__Records__:
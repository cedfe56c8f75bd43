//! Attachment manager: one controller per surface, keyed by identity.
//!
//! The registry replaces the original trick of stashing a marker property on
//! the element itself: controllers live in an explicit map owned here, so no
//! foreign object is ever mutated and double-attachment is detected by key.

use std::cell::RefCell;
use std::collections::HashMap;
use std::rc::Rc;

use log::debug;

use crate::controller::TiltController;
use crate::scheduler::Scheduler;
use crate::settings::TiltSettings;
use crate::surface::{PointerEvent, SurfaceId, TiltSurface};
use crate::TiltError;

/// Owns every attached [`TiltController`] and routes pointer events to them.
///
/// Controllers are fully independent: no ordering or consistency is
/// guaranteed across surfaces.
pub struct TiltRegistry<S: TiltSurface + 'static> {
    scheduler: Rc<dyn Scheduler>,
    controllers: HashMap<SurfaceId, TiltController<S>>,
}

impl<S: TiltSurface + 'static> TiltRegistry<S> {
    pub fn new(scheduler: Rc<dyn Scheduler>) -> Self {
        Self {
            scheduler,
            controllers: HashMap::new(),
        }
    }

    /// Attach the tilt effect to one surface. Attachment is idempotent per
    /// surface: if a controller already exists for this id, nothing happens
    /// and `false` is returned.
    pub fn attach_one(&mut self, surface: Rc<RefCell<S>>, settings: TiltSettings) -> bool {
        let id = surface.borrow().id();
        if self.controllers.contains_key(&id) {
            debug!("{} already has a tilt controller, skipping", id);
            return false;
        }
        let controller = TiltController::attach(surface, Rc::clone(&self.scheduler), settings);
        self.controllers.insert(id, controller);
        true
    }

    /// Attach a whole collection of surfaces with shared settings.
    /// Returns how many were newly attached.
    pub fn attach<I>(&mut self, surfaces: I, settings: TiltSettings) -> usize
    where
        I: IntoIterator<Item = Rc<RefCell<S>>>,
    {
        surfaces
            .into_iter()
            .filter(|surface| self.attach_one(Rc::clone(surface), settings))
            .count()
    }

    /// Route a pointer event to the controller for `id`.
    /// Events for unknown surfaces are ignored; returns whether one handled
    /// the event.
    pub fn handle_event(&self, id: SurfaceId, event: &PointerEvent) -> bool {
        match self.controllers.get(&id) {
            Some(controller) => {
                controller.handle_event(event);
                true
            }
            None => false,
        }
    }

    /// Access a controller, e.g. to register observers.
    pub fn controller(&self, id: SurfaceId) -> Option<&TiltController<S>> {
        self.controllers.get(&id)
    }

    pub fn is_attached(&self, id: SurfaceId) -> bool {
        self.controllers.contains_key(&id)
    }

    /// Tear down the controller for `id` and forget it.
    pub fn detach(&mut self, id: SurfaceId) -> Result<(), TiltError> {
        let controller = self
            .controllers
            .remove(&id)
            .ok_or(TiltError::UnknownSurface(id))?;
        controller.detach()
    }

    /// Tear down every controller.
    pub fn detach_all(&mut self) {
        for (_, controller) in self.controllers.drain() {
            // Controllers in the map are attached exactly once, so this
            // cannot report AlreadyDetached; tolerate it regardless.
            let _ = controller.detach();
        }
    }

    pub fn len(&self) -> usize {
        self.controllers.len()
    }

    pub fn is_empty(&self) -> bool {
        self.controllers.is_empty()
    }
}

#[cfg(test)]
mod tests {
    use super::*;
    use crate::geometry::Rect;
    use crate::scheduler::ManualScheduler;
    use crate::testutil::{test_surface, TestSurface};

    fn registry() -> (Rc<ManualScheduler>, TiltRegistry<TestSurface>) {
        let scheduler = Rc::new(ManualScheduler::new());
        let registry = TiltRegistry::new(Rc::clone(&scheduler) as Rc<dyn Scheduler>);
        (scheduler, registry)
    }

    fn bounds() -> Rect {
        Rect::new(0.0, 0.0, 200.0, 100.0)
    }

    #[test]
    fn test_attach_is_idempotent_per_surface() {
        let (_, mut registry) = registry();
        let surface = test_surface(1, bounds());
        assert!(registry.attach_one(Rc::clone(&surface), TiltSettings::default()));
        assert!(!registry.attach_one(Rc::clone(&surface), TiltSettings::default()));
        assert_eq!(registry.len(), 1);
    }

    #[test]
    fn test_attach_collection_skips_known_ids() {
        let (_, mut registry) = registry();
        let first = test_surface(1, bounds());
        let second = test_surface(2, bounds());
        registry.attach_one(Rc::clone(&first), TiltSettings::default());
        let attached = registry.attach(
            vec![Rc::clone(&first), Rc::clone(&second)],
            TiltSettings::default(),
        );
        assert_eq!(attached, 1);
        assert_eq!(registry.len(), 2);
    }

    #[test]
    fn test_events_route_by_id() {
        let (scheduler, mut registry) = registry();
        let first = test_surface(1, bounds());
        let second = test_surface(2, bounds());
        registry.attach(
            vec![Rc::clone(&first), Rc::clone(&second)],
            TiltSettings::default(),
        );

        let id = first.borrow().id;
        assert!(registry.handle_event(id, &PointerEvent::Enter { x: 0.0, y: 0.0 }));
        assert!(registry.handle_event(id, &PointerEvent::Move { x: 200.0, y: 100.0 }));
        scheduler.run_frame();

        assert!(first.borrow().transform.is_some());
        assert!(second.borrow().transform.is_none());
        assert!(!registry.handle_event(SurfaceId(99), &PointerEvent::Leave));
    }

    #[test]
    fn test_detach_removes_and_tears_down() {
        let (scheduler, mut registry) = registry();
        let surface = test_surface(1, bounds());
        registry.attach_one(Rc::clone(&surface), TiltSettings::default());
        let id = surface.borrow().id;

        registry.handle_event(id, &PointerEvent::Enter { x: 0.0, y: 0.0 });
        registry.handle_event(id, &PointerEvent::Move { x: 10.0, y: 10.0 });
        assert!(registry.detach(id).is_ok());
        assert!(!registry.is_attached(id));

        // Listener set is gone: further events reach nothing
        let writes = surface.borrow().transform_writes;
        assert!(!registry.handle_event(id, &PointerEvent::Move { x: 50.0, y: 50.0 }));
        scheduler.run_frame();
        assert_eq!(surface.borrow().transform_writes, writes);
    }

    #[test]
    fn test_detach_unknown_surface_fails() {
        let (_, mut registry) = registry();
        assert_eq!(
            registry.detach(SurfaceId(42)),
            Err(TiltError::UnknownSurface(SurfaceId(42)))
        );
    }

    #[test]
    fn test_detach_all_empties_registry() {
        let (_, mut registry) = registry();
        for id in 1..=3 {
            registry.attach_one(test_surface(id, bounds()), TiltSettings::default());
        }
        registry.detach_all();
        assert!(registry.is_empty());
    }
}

--

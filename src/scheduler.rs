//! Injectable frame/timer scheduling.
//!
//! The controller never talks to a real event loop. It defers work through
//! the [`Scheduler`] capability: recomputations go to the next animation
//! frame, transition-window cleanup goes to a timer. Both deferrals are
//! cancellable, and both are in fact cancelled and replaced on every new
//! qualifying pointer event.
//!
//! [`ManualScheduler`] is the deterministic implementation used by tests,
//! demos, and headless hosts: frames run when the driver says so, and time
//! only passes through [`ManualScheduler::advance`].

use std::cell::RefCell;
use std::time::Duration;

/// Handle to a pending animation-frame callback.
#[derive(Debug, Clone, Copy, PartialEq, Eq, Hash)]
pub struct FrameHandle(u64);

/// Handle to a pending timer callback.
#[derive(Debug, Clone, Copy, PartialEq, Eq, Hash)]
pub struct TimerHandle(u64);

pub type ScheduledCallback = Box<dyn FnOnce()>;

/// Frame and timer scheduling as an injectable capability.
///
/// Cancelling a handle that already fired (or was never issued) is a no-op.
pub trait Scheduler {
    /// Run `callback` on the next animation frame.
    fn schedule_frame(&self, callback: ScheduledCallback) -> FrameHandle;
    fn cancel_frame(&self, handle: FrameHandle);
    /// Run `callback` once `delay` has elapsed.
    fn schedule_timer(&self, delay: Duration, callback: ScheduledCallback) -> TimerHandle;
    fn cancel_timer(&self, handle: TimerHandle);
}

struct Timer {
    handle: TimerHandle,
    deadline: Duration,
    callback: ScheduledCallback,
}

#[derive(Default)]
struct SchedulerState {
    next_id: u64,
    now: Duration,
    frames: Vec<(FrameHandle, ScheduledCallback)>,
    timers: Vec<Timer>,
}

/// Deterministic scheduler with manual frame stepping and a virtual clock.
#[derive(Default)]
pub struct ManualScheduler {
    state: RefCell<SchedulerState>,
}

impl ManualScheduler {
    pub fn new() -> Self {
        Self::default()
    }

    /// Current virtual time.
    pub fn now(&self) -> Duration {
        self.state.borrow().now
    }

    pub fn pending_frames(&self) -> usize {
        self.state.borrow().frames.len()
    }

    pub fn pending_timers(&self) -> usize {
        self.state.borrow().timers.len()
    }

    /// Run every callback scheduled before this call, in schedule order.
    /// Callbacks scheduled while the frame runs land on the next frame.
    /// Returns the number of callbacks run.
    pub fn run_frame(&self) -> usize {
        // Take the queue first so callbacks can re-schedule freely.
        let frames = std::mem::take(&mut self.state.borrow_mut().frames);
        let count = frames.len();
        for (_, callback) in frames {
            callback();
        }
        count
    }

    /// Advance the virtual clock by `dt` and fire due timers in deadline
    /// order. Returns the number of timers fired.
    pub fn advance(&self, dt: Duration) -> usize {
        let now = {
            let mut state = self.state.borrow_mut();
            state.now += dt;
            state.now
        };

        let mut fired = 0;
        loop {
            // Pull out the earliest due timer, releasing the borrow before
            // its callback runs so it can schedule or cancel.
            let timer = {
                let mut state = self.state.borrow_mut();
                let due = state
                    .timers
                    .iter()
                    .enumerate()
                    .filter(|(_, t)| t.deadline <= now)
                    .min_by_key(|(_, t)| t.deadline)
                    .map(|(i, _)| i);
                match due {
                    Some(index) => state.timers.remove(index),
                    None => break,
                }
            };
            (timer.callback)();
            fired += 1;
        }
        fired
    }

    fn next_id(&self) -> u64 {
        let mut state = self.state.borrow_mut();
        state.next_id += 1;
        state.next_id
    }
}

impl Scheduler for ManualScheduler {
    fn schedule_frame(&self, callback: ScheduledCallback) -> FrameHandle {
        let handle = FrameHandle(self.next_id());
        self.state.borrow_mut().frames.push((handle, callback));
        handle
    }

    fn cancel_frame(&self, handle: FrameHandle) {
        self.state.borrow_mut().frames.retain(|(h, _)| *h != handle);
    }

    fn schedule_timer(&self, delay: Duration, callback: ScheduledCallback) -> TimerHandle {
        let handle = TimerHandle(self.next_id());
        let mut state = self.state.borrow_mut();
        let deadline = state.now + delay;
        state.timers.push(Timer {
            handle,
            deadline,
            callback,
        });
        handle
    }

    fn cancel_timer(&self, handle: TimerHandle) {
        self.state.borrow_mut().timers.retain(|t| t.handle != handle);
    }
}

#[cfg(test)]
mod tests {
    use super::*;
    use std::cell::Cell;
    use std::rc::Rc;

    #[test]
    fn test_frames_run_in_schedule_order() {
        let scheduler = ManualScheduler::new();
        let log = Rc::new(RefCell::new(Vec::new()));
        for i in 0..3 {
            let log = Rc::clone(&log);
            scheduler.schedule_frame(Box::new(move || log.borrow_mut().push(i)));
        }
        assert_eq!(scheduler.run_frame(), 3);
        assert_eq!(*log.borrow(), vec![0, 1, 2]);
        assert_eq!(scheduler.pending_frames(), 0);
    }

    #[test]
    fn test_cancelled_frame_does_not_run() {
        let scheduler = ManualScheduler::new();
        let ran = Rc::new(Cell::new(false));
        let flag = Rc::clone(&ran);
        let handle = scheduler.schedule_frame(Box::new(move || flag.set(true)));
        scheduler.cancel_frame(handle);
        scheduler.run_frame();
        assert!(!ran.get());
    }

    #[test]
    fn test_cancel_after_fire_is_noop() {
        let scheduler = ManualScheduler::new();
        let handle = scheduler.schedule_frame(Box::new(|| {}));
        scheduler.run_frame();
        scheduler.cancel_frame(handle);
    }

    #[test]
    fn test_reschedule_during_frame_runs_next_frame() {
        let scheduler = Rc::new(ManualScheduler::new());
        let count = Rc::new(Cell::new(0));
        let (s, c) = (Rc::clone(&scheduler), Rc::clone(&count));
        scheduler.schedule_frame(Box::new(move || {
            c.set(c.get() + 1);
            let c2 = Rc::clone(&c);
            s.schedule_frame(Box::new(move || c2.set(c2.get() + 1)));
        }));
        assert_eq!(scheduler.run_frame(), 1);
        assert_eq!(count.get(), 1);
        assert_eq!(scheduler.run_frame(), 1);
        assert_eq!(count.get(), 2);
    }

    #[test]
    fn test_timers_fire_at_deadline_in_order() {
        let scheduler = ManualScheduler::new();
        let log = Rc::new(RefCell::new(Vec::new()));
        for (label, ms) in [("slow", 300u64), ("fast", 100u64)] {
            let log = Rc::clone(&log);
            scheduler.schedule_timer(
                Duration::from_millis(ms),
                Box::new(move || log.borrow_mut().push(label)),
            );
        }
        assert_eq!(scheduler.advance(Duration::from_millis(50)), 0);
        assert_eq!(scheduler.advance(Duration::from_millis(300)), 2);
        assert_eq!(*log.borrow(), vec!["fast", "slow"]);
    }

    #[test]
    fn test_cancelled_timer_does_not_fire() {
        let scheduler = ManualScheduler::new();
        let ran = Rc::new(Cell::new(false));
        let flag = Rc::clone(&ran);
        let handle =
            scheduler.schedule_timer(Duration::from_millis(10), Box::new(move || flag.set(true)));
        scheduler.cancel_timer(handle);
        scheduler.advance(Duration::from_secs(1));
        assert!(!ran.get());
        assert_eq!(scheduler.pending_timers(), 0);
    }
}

...

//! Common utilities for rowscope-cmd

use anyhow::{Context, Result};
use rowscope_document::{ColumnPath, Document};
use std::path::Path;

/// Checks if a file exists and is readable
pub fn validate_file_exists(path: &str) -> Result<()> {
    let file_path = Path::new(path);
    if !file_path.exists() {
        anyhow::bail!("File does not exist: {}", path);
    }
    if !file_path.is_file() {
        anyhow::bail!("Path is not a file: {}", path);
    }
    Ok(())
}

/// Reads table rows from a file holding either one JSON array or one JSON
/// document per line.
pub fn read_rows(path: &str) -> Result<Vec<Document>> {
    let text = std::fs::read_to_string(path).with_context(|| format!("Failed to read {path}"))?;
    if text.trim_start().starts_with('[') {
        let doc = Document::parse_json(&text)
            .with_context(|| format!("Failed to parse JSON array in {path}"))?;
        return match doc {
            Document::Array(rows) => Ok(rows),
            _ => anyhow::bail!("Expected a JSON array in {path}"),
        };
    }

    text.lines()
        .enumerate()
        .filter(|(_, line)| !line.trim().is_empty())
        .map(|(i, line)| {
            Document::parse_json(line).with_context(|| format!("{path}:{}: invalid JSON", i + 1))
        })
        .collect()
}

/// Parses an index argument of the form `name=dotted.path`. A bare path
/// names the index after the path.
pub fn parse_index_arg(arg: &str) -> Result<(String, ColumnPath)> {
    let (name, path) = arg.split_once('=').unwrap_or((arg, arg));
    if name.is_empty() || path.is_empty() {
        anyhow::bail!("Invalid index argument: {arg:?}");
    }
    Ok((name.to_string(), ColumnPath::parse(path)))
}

__Description of the task__:
Within the material above, output exactly the lines from the one with "marker property on" through the one with "use log::debug;", end lines included, and nothing besides.

__Task result__:
//! The registry replaces the original trick of stashing a marker property on
//! the element itself: controllers live in an explicit map owned here, so no
//! foreign object is ever mutated and double-attachment is detected by key.

use std::cell::RefCell;
use std::collections::HashMap;
use std::rc::Rc;

use log::debug;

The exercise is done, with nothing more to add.